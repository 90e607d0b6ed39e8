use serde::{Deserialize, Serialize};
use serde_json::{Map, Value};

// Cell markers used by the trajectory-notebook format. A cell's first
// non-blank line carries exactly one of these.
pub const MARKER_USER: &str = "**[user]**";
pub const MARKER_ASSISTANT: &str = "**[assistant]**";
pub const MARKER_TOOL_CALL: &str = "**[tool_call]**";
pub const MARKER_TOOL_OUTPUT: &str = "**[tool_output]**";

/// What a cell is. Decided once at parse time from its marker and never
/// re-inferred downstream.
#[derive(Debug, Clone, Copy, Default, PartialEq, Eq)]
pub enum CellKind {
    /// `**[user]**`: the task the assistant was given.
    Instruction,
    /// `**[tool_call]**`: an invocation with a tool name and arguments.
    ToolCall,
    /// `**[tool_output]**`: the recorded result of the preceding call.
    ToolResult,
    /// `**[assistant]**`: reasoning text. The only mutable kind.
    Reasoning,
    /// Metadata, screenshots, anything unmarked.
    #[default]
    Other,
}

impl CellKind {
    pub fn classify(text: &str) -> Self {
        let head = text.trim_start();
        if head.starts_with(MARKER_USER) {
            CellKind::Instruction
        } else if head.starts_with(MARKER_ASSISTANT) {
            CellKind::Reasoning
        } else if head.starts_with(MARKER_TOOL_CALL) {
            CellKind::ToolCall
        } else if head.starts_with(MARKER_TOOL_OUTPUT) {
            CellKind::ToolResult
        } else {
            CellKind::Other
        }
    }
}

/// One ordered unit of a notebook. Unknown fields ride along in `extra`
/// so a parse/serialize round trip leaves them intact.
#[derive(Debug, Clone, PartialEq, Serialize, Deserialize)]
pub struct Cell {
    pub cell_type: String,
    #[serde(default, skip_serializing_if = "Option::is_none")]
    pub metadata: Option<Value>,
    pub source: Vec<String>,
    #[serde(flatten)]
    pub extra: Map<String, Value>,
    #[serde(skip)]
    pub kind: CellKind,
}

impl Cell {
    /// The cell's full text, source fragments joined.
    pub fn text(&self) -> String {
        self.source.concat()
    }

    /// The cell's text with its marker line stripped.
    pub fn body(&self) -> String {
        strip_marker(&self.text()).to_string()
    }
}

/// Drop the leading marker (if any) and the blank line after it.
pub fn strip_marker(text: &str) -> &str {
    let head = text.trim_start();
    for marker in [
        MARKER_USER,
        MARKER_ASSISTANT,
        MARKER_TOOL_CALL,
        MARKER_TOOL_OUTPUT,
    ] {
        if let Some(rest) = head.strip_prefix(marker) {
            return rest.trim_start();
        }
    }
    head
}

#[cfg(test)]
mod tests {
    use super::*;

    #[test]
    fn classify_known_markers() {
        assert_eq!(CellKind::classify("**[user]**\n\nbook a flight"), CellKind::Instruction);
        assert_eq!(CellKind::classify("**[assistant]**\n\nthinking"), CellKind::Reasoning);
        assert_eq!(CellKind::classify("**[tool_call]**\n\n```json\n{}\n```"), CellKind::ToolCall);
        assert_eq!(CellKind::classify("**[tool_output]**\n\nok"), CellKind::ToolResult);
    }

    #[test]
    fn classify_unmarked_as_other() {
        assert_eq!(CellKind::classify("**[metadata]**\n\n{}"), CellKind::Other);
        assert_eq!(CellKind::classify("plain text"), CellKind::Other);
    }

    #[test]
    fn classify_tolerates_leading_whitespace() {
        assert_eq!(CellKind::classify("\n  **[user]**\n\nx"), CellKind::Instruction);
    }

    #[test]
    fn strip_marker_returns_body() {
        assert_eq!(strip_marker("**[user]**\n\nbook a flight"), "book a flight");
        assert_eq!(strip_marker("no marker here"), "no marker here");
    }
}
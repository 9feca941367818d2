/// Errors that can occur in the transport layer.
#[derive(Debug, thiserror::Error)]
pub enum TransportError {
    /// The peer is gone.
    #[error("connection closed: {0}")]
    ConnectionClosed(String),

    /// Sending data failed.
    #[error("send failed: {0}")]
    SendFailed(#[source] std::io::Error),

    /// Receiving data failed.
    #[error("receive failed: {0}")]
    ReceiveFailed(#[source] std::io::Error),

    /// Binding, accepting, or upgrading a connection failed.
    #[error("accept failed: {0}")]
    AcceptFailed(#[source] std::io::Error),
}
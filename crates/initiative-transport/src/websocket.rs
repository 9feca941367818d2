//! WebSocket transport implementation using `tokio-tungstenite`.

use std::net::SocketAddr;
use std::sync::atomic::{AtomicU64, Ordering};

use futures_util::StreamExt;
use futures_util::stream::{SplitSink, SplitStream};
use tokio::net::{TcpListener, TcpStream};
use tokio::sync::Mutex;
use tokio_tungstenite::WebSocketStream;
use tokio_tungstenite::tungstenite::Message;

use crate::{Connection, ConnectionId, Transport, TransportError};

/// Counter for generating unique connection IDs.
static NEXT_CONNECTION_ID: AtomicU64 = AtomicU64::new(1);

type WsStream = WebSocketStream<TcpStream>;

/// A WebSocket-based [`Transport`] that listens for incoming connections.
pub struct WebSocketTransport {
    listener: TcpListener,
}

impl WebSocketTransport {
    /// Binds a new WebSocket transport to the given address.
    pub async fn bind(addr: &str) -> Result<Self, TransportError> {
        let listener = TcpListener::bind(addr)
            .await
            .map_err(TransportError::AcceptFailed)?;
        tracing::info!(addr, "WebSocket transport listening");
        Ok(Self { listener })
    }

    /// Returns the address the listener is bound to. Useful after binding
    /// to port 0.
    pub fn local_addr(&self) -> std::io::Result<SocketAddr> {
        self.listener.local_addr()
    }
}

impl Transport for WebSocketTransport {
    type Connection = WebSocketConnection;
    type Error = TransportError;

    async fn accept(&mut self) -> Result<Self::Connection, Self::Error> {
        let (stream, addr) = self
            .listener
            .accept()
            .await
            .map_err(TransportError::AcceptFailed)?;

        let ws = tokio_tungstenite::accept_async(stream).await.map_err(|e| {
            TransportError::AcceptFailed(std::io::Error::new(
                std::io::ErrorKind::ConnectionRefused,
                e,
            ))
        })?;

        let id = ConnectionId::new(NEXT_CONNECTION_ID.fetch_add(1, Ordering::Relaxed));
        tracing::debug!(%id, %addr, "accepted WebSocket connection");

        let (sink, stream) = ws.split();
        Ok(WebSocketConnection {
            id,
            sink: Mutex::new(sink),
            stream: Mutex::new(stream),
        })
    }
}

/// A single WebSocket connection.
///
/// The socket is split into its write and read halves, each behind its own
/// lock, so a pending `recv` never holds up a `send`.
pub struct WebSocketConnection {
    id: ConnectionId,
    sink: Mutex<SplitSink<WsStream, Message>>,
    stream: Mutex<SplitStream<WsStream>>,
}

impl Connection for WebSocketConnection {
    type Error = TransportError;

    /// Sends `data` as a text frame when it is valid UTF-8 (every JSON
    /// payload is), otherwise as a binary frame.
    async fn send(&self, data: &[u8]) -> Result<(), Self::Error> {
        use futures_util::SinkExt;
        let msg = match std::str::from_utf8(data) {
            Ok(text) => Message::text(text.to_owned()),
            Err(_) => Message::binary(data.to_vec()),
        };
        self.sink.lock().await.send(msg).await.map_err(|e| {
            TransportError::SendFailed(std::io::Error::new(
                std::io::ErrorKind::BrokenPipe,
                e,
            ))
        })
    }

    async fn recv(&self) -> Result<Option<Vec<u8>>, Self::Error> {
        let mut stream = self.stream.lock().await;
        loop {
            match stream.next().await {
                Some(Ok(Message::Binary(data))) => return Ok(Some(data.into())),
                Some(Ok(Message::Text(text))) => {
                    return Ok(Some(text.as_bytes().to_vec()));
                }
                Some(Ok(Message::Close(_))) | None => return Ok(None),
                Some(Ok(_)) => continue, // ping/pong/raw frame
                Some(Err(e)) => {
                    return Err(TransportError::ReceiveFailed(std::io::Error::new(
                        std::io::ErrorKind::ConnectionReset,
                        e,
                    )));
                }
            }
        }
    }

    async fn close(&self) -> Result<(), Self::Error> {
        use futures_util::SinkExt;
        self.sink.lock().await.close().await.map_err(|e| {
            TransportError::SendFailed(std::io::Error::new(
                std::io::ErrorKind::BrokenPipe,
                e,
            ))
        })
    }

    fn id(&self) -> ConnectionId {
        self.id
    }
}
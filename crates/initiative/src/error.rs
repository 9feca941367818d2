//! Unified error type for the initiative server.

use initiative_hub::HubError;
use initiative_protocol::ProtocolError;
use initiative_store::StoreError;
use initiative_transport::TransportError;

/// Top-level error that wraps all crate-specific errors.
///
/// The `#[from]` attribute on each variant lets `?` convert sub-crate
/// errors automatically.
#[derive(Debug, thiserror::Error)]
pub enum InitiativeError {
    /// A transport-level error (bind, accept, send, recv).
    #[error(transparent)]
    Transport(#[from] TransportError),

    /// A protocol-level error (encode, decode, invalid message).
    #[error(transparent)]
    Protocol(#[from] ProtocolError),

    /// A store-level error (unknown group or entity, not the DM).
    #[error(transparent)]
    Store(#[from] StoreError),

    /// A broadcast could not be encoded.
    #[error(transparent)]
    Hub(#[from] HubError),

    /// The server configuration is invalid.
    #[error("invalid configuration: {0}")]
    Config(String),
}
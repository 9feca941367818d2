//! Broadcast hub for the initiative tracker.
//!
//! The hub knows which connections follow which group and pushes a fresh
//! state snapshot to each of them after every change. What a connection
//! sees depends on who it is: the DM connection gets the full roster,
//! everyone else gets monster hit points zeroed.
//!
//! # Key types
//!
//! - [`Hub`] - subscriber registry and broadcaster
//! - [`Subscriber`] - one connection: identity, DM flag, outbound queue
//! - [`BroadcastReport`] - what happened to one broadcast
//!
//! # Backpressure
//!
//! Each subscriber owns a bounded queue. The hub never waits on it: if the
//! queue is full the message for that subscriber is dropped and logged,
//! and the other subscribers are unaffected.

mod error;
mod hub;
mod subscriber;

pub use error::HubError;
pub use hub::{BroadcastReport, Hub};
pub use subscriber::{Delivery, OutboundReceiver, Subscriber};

...

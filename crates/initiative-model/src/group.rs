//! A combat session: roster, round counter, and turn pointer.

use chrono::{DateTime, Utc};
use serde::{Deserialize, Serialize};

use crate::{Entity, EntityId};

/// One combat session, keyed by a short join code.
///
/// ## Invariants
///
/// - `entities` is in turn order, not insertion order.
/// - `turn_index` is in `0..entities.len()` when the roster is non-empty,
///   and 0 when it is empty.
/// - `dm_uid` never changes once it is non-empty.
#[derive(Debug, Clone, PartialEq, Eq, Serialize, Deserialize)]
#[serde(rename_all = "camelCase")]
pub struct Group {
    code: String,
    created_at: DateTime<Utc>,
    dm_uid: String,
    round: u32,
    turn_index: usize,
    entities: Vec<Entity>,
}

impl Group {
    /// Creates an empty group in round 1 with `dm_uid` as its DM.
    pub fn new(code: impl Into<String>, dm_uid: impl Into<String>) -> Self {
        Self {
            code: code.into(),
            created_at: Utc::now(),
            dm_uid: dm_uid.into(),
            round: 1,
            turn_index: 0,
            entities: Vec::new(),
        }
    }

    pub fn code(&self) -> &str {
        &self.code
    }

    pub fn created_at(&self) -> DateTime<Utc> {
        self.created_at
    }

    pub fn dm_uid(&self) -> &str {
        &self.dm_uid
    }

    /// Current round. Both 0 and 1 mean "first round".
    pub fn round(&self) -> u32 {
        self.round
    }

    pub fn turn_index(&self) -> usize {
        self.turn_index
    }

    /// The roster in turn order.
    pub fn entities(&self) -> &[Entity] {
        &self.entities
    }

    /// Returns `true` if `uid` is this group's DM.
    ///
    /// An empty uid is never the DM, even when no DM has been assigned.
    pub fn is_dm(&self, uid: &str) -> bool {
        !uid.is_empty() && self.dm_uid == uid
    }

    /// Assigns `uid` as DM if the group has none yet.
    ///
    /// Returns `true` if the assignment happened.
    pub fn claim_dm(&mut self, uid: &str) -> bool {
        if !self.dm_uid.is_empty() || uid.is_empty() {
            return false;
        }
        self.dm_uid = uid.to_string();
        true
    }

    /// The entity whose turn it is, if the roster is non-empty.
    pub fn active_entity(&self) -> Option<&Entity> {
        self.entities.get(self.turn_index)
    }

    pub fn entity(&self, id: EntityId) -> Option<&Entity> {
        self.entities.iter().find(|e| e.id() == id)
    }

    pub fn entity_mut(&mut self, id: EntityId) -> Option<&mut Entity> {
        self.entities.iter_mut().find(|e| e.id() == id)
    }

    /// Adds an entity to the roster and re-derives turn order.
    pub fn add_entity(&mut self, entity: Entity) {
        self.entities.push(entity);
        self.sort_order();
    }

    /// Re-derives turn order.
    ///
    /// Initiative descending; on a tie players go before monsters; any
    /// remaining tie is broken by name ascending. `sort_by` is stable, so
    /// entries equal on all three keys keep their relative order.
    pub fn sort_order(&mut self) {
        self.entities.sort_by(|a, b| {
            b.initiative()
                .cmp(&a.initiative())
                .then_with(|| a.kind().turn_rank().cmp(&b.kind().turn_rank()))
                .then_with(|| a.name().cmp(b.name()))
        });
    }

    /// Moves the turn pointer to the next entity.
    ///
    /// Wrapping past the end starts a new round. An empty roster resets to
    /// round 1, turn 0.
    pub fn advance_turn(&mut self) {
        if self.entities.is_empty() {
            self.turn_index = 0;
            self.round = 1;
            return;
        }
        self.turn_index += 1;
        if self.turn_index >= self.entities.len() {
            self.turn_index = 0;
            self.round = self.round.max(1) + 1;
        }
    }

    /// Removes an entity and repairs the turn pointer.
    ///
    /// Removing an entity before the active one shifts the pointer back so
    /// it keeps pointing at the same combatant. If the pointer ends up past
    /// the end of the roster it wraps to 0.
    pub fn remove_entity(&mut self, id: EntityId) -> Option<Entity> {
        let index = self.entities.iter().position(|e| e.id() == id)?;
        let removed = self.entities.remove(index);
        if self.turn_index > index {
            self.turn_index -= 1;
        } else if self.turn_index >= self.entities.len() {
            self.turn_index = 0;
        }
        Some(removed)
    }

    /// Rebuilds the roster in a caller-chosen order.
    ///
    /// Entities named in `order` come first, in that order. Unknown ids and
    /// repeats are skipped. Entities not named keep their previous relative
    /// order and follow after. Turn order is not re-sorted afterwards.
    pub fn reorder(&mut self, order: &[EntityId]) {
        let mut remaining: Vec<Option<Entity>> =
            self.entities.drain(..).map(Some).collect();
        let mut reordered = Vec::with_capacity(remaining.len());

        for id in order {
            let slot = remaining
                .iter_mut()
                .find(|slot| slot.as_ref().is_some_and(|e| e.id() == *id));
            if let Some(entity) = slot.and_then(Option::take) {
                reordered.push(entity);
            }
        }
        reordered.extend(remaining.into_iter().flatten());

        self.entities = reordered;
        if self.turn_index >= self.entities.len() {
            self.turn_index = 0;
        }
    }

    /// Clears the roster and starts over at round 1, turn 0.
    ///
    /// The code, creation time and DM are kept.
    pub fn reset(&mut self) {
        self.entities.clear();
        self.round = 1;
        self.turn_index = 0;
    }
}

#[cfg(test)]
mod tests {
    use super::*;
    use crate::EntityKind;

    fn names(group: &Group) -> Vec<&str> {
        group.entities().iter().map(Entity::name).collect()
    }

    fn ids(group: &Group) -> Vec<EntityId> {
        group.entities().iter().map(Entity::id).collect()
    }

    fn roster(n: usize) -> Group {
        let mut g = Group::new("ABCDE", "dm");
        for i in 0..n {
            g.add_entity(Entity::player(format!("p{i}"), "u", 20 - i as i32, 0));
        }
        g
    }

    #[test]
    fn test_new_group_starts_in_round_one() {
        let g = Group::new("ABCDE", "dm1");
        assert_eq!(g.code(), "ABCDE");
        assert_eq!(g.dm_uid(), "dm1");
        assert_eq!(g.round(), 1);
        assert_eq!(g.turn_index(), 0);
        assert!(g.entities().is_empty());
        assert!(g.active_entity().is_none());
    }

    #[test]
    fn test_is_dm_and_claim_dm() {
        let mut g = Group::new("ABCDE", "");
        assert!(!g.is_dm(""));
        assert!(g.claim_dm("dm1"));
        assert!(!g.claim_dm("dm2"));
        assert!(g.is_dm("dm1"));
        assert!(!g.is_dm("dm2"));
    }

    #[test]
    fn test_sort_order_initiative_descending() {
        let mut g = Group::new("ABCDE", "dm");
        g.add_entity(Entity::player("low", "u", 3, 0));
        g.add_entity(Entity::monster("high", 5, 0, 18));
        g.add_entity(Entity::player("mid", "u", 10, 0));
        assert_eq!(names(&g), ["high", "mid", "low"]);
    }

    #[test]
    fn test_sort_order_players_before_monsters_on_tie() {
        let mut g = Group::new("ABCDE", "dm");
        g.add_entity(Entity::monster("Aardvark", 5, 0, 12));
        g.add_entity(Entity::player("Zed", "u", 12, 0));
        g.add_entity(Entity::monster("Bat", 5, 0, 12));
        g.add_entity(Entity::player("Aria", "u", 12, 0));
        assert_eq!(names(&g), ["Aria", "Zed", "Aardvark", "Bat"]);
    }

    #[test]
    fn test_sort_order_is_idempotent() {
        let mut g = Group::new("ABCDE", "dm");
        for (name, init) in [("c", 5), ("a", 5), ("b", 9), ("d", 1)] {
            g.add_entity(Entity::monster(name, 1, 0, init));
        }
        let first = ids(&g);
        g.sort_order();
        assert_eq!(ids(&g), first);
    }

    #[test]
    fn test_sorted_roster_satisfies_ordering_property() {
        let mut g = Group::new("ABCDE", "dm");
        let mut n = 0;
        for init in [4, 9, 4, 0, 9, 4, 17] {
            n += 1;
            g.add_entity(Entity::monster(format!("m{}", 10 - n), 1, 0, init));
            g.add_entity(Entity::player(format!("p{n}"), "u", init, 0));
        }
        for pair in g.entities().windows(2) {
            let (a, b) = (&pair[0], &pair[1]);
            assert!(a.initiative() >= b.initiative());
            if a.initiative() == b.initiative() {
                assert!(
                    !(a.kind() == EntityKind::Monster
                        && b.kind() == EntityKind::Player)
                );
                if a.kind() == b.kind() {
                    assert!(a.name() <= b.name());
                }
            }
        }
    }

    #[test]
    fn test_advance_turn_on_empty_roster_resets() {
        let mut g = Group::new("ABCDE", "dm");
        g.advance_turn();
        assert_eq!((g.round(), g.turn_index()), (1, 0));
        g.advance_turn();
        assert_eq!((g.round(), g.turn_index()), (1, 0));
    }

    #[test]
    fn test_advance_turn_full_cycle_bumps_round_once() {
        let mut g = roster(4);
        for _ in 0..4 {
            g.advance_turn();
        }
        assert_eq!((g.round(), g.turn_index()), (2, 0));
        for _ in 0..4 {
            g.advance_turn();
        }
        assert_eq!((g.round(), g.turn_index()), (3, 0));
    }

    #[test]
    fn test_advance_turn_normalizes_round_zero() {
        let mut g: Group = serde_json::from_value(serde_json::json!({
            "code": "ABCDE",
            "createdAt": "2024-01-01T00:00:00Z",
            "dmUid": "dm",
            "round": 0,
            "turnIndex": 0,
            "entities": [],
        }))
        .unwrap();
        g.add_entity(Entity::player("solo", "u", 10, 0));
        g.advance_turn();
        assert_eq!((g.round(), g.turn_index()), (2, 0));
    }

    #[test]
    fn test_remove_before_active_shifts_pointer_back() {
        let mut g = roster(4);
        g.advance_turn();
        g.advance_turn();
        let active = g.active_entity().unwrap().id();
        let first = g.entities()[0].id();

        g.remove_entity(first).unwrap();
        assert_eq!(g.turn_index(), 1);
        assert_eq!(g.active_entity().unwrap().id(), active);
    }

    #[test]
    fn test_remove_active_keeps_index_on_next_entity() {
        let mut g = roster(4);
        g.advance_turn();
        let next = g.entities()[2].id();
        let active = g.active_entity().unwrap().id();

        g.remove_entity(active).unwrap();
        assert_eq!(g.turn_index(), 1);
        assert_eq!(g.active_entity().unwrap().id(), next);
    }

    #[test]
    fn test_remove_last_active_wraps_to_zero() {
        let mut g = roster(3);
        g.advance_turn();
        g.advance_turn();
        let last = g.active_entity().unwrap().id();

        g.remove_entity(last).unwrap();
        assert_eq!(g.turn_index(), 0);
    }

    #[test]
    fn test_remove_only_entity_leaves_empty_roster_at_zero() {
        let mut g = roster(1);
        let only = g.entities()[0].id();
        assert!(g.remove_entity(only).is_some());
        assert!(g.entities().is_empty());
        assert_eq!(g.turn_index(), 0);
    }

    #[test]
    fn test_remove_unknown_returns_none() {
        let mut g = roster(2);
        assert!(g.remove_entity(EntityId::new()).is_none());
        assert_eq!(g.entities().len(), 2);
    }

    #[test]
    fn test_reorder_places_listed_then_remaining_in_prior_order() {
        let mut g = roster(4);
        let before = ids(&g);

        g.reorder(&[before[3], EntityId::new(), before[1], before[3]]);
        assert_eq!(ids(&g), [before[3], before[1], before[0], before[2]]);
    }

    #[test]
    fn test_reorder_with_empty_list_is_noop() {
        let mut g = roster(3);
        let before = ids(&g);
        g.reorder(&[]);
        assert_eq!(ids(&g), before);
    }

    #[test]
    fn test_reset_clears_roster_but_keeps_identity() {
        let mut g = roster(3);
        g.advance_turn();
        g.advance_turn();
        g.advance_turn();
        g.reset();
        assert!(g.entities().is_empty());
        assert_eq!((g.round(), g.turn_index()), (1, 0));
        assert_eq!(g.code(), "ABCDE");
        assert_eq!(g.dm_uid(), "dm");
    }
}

...

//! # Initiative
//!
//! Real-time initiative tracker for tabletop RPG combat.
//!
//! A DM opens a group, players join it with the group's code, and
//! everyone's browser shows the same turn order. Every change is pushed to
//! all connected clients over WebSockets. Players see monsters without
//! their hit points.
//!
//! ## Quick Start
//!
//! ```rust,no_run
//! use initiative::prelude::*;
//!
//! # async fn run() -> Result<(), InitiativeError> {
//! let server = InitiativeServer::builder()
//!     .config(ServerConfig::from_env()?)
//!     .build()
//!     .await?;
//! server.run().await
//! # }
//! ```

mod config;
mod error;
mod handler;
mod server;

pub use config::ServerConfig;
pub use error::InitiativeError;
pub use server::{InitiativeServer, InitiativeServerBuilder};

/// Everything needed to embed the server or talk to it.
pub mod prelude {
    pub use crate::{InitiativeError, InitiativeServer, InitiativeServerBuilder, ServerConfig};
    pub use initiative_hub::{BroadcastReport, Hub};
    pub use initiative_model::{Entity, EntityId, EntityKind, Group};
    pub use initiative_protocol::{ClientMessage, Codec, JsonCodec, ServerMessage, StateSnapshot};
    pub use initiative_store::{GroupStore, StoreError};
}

WHAT IS NEEDED: Give the number of lines in the listing that hold the word "when", with no other words.

RESULT BELOW: 4